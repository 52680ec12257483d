//! TCP listener and per-connection transport loop

use std::net::SocketAddr;
use std::sync::Arc;
use std::sync::atomic::{AtomicUsize, Ordering};
use std::time::Duration;

use bytes::Bytes;
use tokio::io::{AsyncReadExt, AsyncWriteExt};
use tokio::net::{TcpListener, TcpStream};
use tokio::task::JoinHandle;
use tokio_util::sync::CancellationToken;
use tokio_util::task::TaskTracker;
use tracing::{debug, error, info, trace, warn};

use crate::config::GatewayConfig;
use crate::connection::{ConnectionHandler, DeviceHandlerFactory, HandlerFactory};
use crate::session::{ConnectionId, IdGenerator, SessionRegistry};
use crate::sink::{SinkDispatcher, TelemetrySink};
use crate::{GatewayError, Result};

/// Pause after a failed `accept` so fd exhaustion does not spin the loop.
const ACCEPT_BACKOFF: Duration = Duration::from_millis(100);

/// Socket-level settings copied into every connection task.
#[derive(Debug, Clone, Copy)]
struct TransportSettings {
    read_buffer_size: usize,
    idle_timeout: Option<Duration>,
}

/// Releases a connection slot when dropped.
struct SlotGuard {
    active: Arc<AtomicUsize>,
}

impl SlotGuard {
    fn acquire(active: &Arc<AtomicUsize>, limit: usize) -> Option<Self> {
        active
            .fetch_update(Ordering::AcqRel, Ordering::Acquire, |n| (n < limit).then_some(n + 1))
            .ok()
            .map(|_| Self { active: Arc::clone(active) })
    }
}

impl Drop for SlotGuard {
    fn drop(&mut self) {
        self.active.fetch_sub(1, Ordering::AcqRel);
    }
}

/// TCP gateway accepting device connections.
///
/// Each accepted socket gets its own task and its own handler from the
/// factory. Shutdown order: stop accepting, close every connection, then stop
/// background workers so queued telemetry is flushed last.
pub struct Gateway<F: HandlerFactory> {
    config: GatewayConfig,
    factory: Arc<F>,
    id_gen: IdGenerator,
    active: Arc<AtomicUsize>,
    cancel: CancellationToken,
    connections: TaskTracker,
    worker_cancel: CancellationToken,
    workers: TaskTracker,
}

impl<F: HandlerFactory> Gateway<F> {
    pub fn new(config: GatewayConfig, factory: F) -> Self {
        Self {
            config,
            factory: Arc::new(factory),
            id_gen: IdGenerator::new(),
            active: Arc::new(AtomicUsize::new(0)),
            cancel: CancellationToken::new(),
            connections: TaskTracker::new(),
            worker_cancel: CancellationToken::new(),
            workers: TaskTracker::new(),
        }
    }

    pub fn config(&self) -> &GatewayConfig {
        &self.config
    }

    pub fn factory(&self) -> &F {
        &self.factory
    }

    /// Number of connections currently being served.
    pub fn active_connections(&self) -> usize {
        self.active.load(Ordering::Acquire)
    }

    pub fn cancel_token(&self) -> CancellationToken {
        self.cancel.clone()
    }

    /// Token handed to background workers; fired after connections drain.
    pub fn worker_token(&self) -> CancellationToken {
        self.worker_cancel.clone()
    }

    /// Stop accepting and close every connection.
    pub fn shutdown(&self) {
        self.cancel.cancel();
    }

    /// Wait for `join` during shutdown, after the connections are gone.
    pub fn track_worker(&self, name: &'static str, join: JoinHandle<()>) {
        self.workers.spawn(async move {
            if let Err(e) = join.await {
                error!("Worker {} failed: {}", name, e);
            }
        });
    }

    /// Bind the configured address and serve until shutdown.
    pub async fn run(&self) -> Result<()> {
        let addr = self.config.bind_addr;
        let listener = TcpListener::bind(addr)
            .await
            .map_err(|source| GatewayError::Bind { addr, source })?;
        info!("Listening for devices on {}", addr);
        self.run_with_listener(listener).await
    }

    /// Serve on a pre-bound listener (useful for tests).
    pub async fn run_with_listener(&self, listener: TcpListener) -> Result<()> {
        let settings = TransportSettings {
            read_buffer_size: self.config.read_buffer_size.max(1),
            idle_timeout: self.config.idle_timeout(),
        };

        loop {
            tokio::select! {
                biased;
                _ = self.cancel.cancelled() => {
                    info!("Gateway shutting down");
                    break;
                }
                accepted = listener.accept() => match accepted {
                    Ok((stream, peer_addr)) => self.admit(stream, peer_addr, settings),
                    Err(e) => {
                        error!("Accept failed: {}", e);
                        tokio::time::sleep(ACCEPT_BACKOFF).await;
                    }
                },
            }
        }
        drop(listener);

        self.connections.close();
        self.connections.wait().await;
        debug!("All connections closed");

        self.worker_cancel.cancel();
        self.workers.close();
        self.workers.wait().await;
        info!("Gateway stopped");
        Ok(())
    }

    fn admit(&self, stream: TcpStream, peer_addr: SocketAddr, settings: TransportSettings) {
        let limit = self.config.max_connections;
        let Some(slot) = SlotGuard::acquire(&self.active, limit) else {
            warn!(peer = %peer_addr, "Rejecting connection: {}", GatewayError::ConnectionLimit { limit });
            return;
        };

        if let Err(e) = stream.set_nodelay(true) {
            debug!(peer = %peer_addr, "Could not set TCP_NODELAY: {}", e);
        }

        let conn = self.id_gen.next_id();
        let handler = self.factory.create(conn, peer_addr);
        let cancel = self.cancel.child_token();
        info!(%conn, peer = %peer_addr, "Accepted connection");

        self.connections.spawn(async move {
            let _slot = slot;
            match serve_connection(conn, stream, handler, settings, cancel).await {
                Ok(()) => info!(%conn, "Connection closed"),
                Err(e @ GatewayError::Timeout { .. }) => info!(%conn, "Connection idle: {}", e),
                Err(e) => warn!(%conn, "Connection failed: {}", e),
            }
        });
    }
}

impl Gateway<DeviceHandlerFactory> {
    /// Gateway for GT06 devices writing telemetry into `sink`.
    ///
    /// Spawns the sink dispatcher, so this must be called inside a runtime.
    pub fn for_devices(config: GatewayConfig, sink: Arc<dyn TelemetrySink>) -> Self {
        let worker_cancel = CancellationToken::new();
        let (dispatcher, join) =
            SinkDispatcher::spawn(sink, config.sink_queue_capacity, worker_cancel.clone());
        let factory = DeviceHandlerFactory::new(&config, Arc::new(SessionRegistry::new()), dispatcher);

        let gateway = Self { worker_cancel, ..Self::new(config, factory) };
        gateway.track_worker("sink dispatcher", join);
        gateway
    }

    pub fn registry(&self) -> &Arc<SessionRegistry> {
        self.factory.registry()
    }

    pub fn dispatcher(&self) -> &SinkDispatcher {
        self.factory.dispatcher()
    }
}

/// Read loop for one socket. `on_close` runs however the loop ends.
async fn serve_connection<H: ConnectionHandler>(
    conn: ConnectionId,
    mut stream: TcpStream,
    mut handler: H,
    settings: TransportSettings,
    cancel: CancellationToken,
) -> Result<()> {
    let mut buf = vec![0u8; settings.read_buffer_size];

    let result = loop {
        let read = tokio::select! {
            biased;
            _ = cancel.cancelled() => break Ok(()),
            read = read_chunk(&mut stream, &mut buf, settings.idle_timeout) => read,
        };

        let n = match read {
            Ok(0) => break Ok(()),
            Ok(n) => n,
            Err(e) => break Err(e),
        };
        trace!(%conn, "Read {} bytes", n);

        let replies = handler.on_bytes(&buf[..n]).await;
        if let Err(e) = write_replies(&mut stream, &replies).await {
            break Err(e);
        }
    };

    handler.on_close().await;
    if let Err(e) = stream.shutdown().await {
        trace!(%conn, "Socket shutdown: {}", e);
    }
    result
}

async fn read_chunk(
    stream: &mut TcpStream,
    buf: &mut [u8],
    idle_timeout: Option<Duration>,
) -> Result<usize> {
    let read = stream.read(buf);
    let outcome = match idle_timeout {
        Some(duration) => tokio::time::timeout(duration, read)
            .await
            .map_err(|_| GatewayError::Timeout { duration })?,
        None => read.await,
    };
    outcome.map_err(|e| GatewayError::io("read", e))
}

async fn write_replies(stream: &mut TcpStream, replies: &[Bytes]) -> Result<()> {
    for reply in replies {
        stream.write_all(reply).await.map_err(|e| GatewayError::io("write", e))?;
    }
    Ok(())
}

# [GOAL OF THE EXERCISE]
In the records, find every line that has the string "into" and copy it.

# [ANSWER SPACE]
/// Socket-level settings copied into every connection task.
    /// Gateway for GT06 devices writing telemetry into `sink`.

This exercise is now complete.